_ASSIGNMENT_
Nothing but a number should be given: how many lines of the records include "server"?

*** Opening of INFORMATION SHOWN ***

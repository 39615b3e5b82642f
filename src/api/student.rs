use bytes::Bytes;
use serde_json::{Map, Value, json};

use super::{ApiCall, ApiError, EduApi, resource_path};
use crate::models::{
    ChatMessage, ChatSession, ClassInfo, HomeworkEntry, HomeworkQuestions, HomeworkResult, Practice,
};

// --- Homework ---

pub async fn list_homeworks(api: &dyn EduApi, token: &str) -> Result<Vec<HomeworkEntry>, ApiError> {
    api.send(ApiCall::get("/student/homeworks").bearer(token)).await?.json()
}

pub async fn homework_questions(api: &dyn EduApi, token: &str, hw_id: &str) -> Result<HomeworkQuestions, ApiError> {
    api.send(ApiCall::get(resource_path("/student/homeworks/{}/exercise", &[hw_id])?).bearer(token))
        .await?
        .json()
}

/// Submits answers. Grading happens asynchronously on the server.
pub async fn submit_homework(
    api: &dyn EduApi,
    token: &str,
    hw_id: &str,
    answers: Map<String, Value>,
) -> Result<(), ApiError> {
    api.send(
        ApiCall::post(resource_path("/student/homeworks/{}/submit", &[hw_id])?)
            .bearer(token)
            .json(json!({ "answers": answers })),
    )
    .await?;
    Ok(())
}

pub async fn homework_result(api: &dyn EduApi, token: &str, hw_id: &str) -> Result<HomeworkResult, ApiError> {
    api.send(ApiCall::get(resource_path("/student/homeworks/{}/result", &[hw_id])?).bearer(token))
        .await?
        .json()
}

// --- AI Tutor Sessions ---

pub async fn list_chat_sessions(api: &dyn EduApi, token: &str) -> Result<Vec<ChatSession>, ApiError> {
    api.send(ApiCall::get("/student/ai/sessions").bearer(token)).await?.json()
}

pub async fn create_chat_session(api: &dyn EduApi, token: &str) -> Result<ChatSession, ApiError> {
    api.send(ApiCall::post("/student/ai/session").bearer(token)).await?.json()
}

pub async fn chat_messages(api: &dyn EduApi, token: &str, session_id: &str) -> Result<Vec<ChatMessage>, ApiError> {
    api.send(ApiCall::get(resource_path("/student/ai/session/{}", &[session_id])?).bearer(token))
        .await?
        .json()
}

pub async fn ask(api: &dyn EduApi, token: &str, session_id: &str, question: &str) -> Result<ChatMessage, ApiError> {
    api.send(
        ApiCall::post(resource_path("/student/ai/session/{}/ask", &[session_id])?)
            .bearer(token)
            .json(json!({ "question": question })),
    )
    .await?
    .json()
}

pub async fn delete_chat_session(api: &dyn EduApi, token: &str, session_id: &str) -> Result<(), ApiError> {
    api.send(ApiCall::delete(resource_path("/student/ai/session/{}", &[session_id])?).bearer(token))
        .await?;
    Ok(())
}

/// Latest learning analysis. The server answers `{"analysis": ""}` when none exists.
pub async fn analysis(api: &dyn EduApi, token: &str) -> Result<Value, ApiError> {
    api.send(ApiCall::get("/student/analysis").bearer(token)).await?.json()
}

// --- Self Practice ---

pub async fn list_practices(api: &dyn EduApi, token: &str) -> Result<Vec<Practice>, ApiError> {
    api.send(ApiCall::get("/student/self_practice/list").bearer(token))
        .await?
        .json()
}

pub async fn generate_practice(api: &dyn EduApi, token: &str, topic: &str) -> Result<Practice, ApiError> {
    api.send(
        ApiCall::post("/student/self_practice/generate")
            .bearer(token)
            .json(json!({ "topic": topic })),
    )
    .await?
    .json()
}

pub async fn practice(api: &dyn EduApi, token: &str, id: &str) -> Result<Practice, ApiError> {
    api.send(ApiCall::get(resource_path("/student/self_practice/{}", &[id])?).bearer(token))
        .await?
        .json()
}

pub async fn submit_practice(
    api: &dyn EduApi,
    token: &str,
    id: &str,
    answers: Map<String, Value>,
) -> Result<Practice, ApiError> {
    api.send(
        ApiCall::post(resource_path("/student/self_practice/{}/submit", &[id])?)
            .bearer(token)
            .json(json!({ "answers": answers })),
    )
    .await?
    .json()
}

pub async fn practice_pdf(api: &dyn EduApi, token: &str, id: &str) -> Result<Bytes, ApiError> {
    Ok(api
        .send(ApiCall::get(resource_path("/student/self_practice/{}/download", &[id])?).bearer(token))
        .await?
        .bytes)
}

// --- Classes ---

pub async fn my_classes(api: &dyn EduApi, token: &str) -> Result<Vec<ClassInfo>, ApiError> {
    api.send(ApiCall::get("/classes/student").bearer(token)).await?.json()
}

pub async fn join_class(api: &dyn EduApi, token: &str, class_id: i64) -> Result<(), ApiError> {
    api.send(
        ApiCall::post("/classes/student/join")
            .bearer(token)
            .json(json!({ "class_id": class_id })),
    )
    .await?;
    Ok(())
}

pub async fn class_info(api: &dyn EduApi, token: &str, cid: &str) -> Result<ClassInfo, ApiError> {
    api.send(ApiCall::get(resource_path("/classes/student/{}", &[cid])?).bearer(token))
        .await?
        .json()
}

pub async fn leave_class(api: &dyn EduApi, token: &str, cid: &str) -> Result<(), ApiError> {
    api.send(ApiCall::delete(resource_path("/classes/student/{}", &[cid])?).bearer(token))
        .await?;
    Ok(())
}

*** Close of INFORMATION SHOWN ***

_RESPONSE TO THE TASK_
2